The Impacts of Technology on Digital Public History

It’s clear that rapid advancements in technology over the past 20-30 years have presented public history practitioners with new opportunities. More interesting to me, however, are the challenges that come with this constant progression. For example, I was fascinated to learn about the OHMS tool that I posted about a few weeks ago. Doug Boyd’s article, “OHMS: Enhancing Access to Oral History for Free,” plainly states the advantages of annotating oral history interviews and search functions.

But I was surprised that no word of caution was included in Boyd’s article about the dangers that come along with these advances, dangers posed to the scholars using these tools, the field at large, and the general public. In her 2016 American Historical Review article “The Transnational and the Text-Searchable: Digitized Sources and the Shadows They Cast,” Lara Putnam notes that in exchange for time- and money-saving conveniences (like the digitization and searchability of an oral history interview), historians may end up sacrificing necessary depth and context.
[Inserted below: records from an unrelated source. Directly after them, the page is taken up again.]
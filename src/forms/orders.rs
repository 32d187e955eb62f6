use std::collections::HashMap;

use chrono::NaiveDate;
use serde::Deserialize;
use thiserror::Error;
use validator::{Validate, ValidationErrors};

use crate::domain::order::{NewOrder, NewOrderItem, OrderPriority, OrderStatus, UpdateOrder};
use crate::domain::product::Product;
use crate::forms::sanitize_multiline_text;

/// Maximum allowed length for an order description.
const DESCRIPTION_MAX_LEN: usize = 1024;
const DESCRIPTION_MAX_LEN_VALIDATOR: u64 = DESCRIPTION_MAX_LEN as u64;

/// Longest accepted delivery window in days.
const DELIVERY_DAYS_MAX: i32 = 365;

/// Result type returned by the order form helpers.
pub type OrderFormResult<T> = Result<T, OrderFormError>;

/// Errors that can occur while processing order forms.
#[derive(Debug, Error)]
pub enum OrderFormError {
    /// Validation failures from the `validator` crate.
    #[error("validation failed: {0}")]
    Validation(#[from] ValidationErrors),
    /// The submitted item set is empty.
    #[error("order must contain at least one item")]
    NoItems,
    /// An item refers to a product that is not in the catalog.
    #[error("unknown product {product_id}")]
    UnknownProduct { product_id: i32 },
}

/// One line of the order form.
#[derive(Debug, Deserialize, Validate)]
pub struct OrderItemForm {
    /// Catalog product picked by the user.
    #[validate(range(min = 1))]
    pub product_id: i32,
    /// Ordered quantity, at least one.
    #[validate(range(min = 1))]
    pub quantity: i32,
}

/// Form payload emitted when taking a new order.
#[derive(Debug, Deserialize, Validate)]
pub struct AddOrderForm {
    /// Customer the order is taken for.
    #[validate(range(min = 1))]
    pub customer_id: i32,
    /// Date the order was taken.
    pub order_date: NaiveDate,
    /// Delivery deadline as a day offset from the order date.
    #[validate(range(min = 0, max = DELIVERY_DAYS_MAX))]
    pub delivery_days: i32,
    /// Production priority; defaults to normal.
    #[serde(default)]
    pub priority: OrderPriority,
    /// Optional free-text description.
    #[validate(length(max = DESCRIPTION_MAX_LEN_VALIDATOR))]
    pub description: Option<String>,
    /// Discount in smallest currency units.
    #[validate(range(min = 0))]
    pub discount: i64,
    /// Amount already paid in smallest currency units.
    #[validate(range(min = 0))]
    pub payment: i64,
    /// Submitted line items.
    #[validate(nested)]
    pub items: Vec<OrderItemForm>,
}

impl AddOrderForm {
    /// Validates the payload and snapshots catalog prices into a domain
    /// `NewOrder`.
    pub fn into_new_order(self, products: &[Product]) -> OrderFormResult<NewOrder> {
        self.validate()?;

        if self.items.is_empty() {
            return Err(OrderFormError::NoItems);
        }

        let items = resolve_items(&self.items, products)?;

        let mut new_order = NewOrder::new(
            self.customer_id,
            self.order_date,
            items,
            self.discount,
            self.payment,
        )
        .with_priority(self.priority)
        .with_delivery_days(self.delivery_days);

        if let Some(description) = self
            .description
            .as_deref()
            .map(sanitize_multiline_text)
            .filter(|value| !value.is_empty())
        {
            new_order = new_order.with_description(description);
        }

        Ok(new_order)
    }
}

/// Form payload emitted when editing an existing order.
///
/// Edits resubmit the full order; prices are snapshotted again from the
/// current catalog.
#[derive(Debug, Deserialize, Validate)]
pub struct EditOrderForm {
    /// Identifier of the order to update.
    #[validate(range(min = 1))]
    pub id: i32,
    /// Customer the order belongs to after the edit.
    #[validate(range(min = 1))]
    pub customer_id: i32,
    /// Date the order was taken.
    pub order_date: NaiveDate,
    /// Delivery deadline as a day offset from the order date.
    #[validate(range(min = 0, max = DELIVERY_DAYS_MAX))]
    pub delivery_days: i32,
    /// Status the edit should leave the order in.
    pub status: OrderStatus,
    /// Production priority after the edit.
    #[serde(default)]
    pub priority: OrderPriority,
    /// Optional free-text description; empty or missing clears it.
    #[validate(length(max = DESCRIPTION_MAX_LEN_VALIDATOR))]
    pub description: Option<String>,
    /// Discount in smallest currency units.
    #[validate(range(min = 0))]
    pub discount: i64,
    /// Amount already paid in smallest currency units.
    #[validate(range(min = 0))]
    pub payment: i64,
    /// Replacement line items.
    #[validate(nested)]
    pub items: Vec<OrderItemForm>,
}

impl EditOrderForm {
    /// Validates the payload and snapshots catalog prices into a domain
    /// `UpdateOrder`.
    pub fn into_update_order(self, products: &[Product]) -> OrderFormResult<UpdateOrder> {
        self.validate()?;

        if self.items.is_empty() {
            return Err(OrderFormError::NoItems);
        }

        let items = resolve_items(&self.items, products)?;

        let mut updates = UpdateOrder::new(
            self.customer_id,
            self.order_date,
            items,
            self.discount,
            self.payment,
        )
        .with_status(self.status)
        .with_priority(self.priority)
        .with_delivery_days(self.delivery_days);

        if let Some(description) = self
            .description
            .as_deref()
            .map(sanitize_multiline_text)
            .filter(|value| !value.is_empty())
        {
            updates = updates.with_description(description);
        }

        Ok(updates)
    }
}

fn resolve_items(
    items: &[OrderItemForm],
    products: &[Product],
) -> OrderFormResult<Vec<NewOrderItem>> {
    let price_lookup: HashMap<i32, i64> = products
        .iter()
        .map(|product| (product.id, product.price))
        .collect();

    items
        .iter()
        .map(|item| {
            let unit_price =
                price_lookup
                    .get(&item.product_id)
                    .copied()
                    .ok_or(OrderFormError::UnknownProduct {
                        product_id: item.product_id,
                    })?;
            Ok(NewOrderItem::new(item.product_id, item.quantity, unit_price))
        })
        .collect()
}
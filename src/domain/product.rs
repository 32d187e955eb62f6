use chrono::NaiveDateTime;
use serde::{Deserialize, Serialize};

use crate::pagination::Pagination;

/// Priced catalog entry offered by the studio.
#[derive(Debug, Clone, Serialize, Deserialize, PartialEq, Eq)]
pub struct Product {
    /// Unique identifier of the product.
    pub id: i32,
    /// Generated unique code, e.g. `PRD-20240501-1234`.
    pub code: String,
    /// Size or dimensions of the product.
    pub size: String,
    pub kind: Option<String>,
    pub color: Option<String>,
    /// Price per unit in smallest currency units.
    pub price: i64,
    /// Default discount percentage suggested for this product.
    pub default_discount: i32,
    pub description: Option<String>,
    pub created_at: NaiveDateTime,
    pub updated_at: NaiveDateTime,
}

/// Payload required to insert a new catalog entry.
///
/// The unique code is generated at insert time, not supplied here.
#[derive(Debug, Clone)]
pub struct NewProduct {
    pub size: String,
    pub kind: Option<String>,
    pub color: Option<String>,
    pub price: i64,
    pub default_discount: i32,
    pub description: Option<String>,
    /// Timestamp captured when the payload was created.
    pub updated_at: NaiveDateTime,
}

impl NewProduct {
    /// Build a catalog payload with the current timestamp.
    #[must_use]
    pub fn new(size: impl Into<String>, price: i64) -> Self {
        Self {
            size: size.into(),
            kind: None,
            color: None,
            price,
            default_discount: 0,
            description: None,
            updated_at: chrono::Utc::now().naive_utc(),
        }
    }

    /// Attach a product kind to the payload.
    #[must_use]
    pub fn with_kind(mut self, kind: impl Into<String>) -> Self {
        self.kind = Some(kind.into());
        self
    }

    /// Attach a color to the payload.
    #[must_use]
    pub fn with_color(mut self, color: impl Into<String>) -> Self {
        self.color = Some(color.into());
        self
    }

    /// Set the default discount percentage.
    #[must_use]
    pub fn with_default_discount(mut self, percent: i32) -> Self {
        self.default_discount = percent;
        self
    }

    /// Attach a description to the payload.
    #[must_use]
    pub fn with_description(mut self, description: impl Into<String>) -> Self {
        self.description = Some(description.into());
        self
    }
}

/// Full field set applied when editing a catalog entry.
///
/// The generated code never changes after creation.
#[derive(Debug, Clone)]
pub struct UpdateProduct {
    pub size: String,
    pub kind: Option<String>,
    pub color: Option<String>,
    pub price: i64,
    pub default_discount: i32,
    pub description: Option<String>,
    /// Timestamp captured when the payload was created.
    pub updated_at: NaiveDateTime,
}

/// Query definition used to list catalog entries.
#[derive(Debug, Clone, Default)]
pub struct ProductListQuery {
    /// Optional search term matched against size, kind, color and code.
    pub search: Option<String>,
    /// Optional pagination options applied to the query.
    pub pagination: Option<Pagination>,
}

impl ProductListQuery {
    /// Construct a query that targets the whole catalog.
    pub fn new() -> Self {
        Self::default()
    }

    /// Filter the results by a search term.
    pub fn search(mut self, term: impl Into<String>) -> Self {
        self.search = Some(term.into());
        self
    }

    /// Apply pagination to the query with the given page number and page size.
    pub fn paginate(mut self, page: usize, per_page: usize) -> Self {
        self.pagination = Some(Pagination { page, per_page });
        self
    }
}
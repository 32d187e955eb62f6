use thiserror::Error;

use crate::repository::errors::RepositoryError;

pub mod customers;
pub mod dashboard;
pub mod loyalty;
pub mod orders;
pub mod products;

/// Errors surfaced by service operations.
#[derive(Debug, Error)]
pub enum ServiceError {
    /// A submitted form failed validation or conversion.
    #[error("invalid form data: {0}")]
    Form(String),
    #[error("record not found")]
    NotFound,
    #[error("conflicting record: {0}")]
    Conflict(String),
    /// Storage failure that is neither a lookup miss nor a conflict.
    #[error(transparent)]
    Repository(RepositoryError),
}

pub type ServiceResult<T> = Result<T, ServiceError>;

impl From<RepositoryError> for ServiceError {
    fn from(err: RepositoryError) -> Self {
        match err {
            RepositoryError::NotFound => Self::NotFound,
            RepositoryError::Conflict(message) => Self::Conflict(message),
            other => Self::Repository(other),
        }
    }
}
The ability to quickly search for specific terms or names also has the ability to change the questions we ask and the stories we tell. How should historians account for this as they create digital projects with and for the public?

Moving on to a different conundrum — the smart phone. For years staff at cultural institutions have been struggling to maintain or increase visitation to their organizations. As Colleen Dilenschneider posted in 2017: “[People] would rather stay home…home is comfortable — and you can be more ‘connected’ to others than ever before.” (The data she cites is pre-pandemic, so this preference to remain at home may no longer be accurate.)

Faced with this challenge, some organizations leaned hard into what they do best: space- and place-based experiences. They also utilized the same technology that was inadvertently reducing participation, the smart phone. Projects like and Cleveland Historical inspired users to get out of their house and into their cities, engaging with history content through tours, augmented reality, and interactive maps. Exhibits like WWI: Love & Sorrow didn’t ask visitors to choose between their phone and a museum experience. It allowed visitors to do both, but in a way that forced visitors to leave their home. “Once downloaded, the app has minimal content…The main content is not available until the mobile user is at the museum.” (Hart and Brownbill, “Storyteller – World War One: Love and Sorrow – A hybrid exhibition mobile experience.”)

In an era where so much lies at our fingertips, digital history projects must incorporate the technology that its public is already familiar with, but in a way that stimulates wonder and surprise.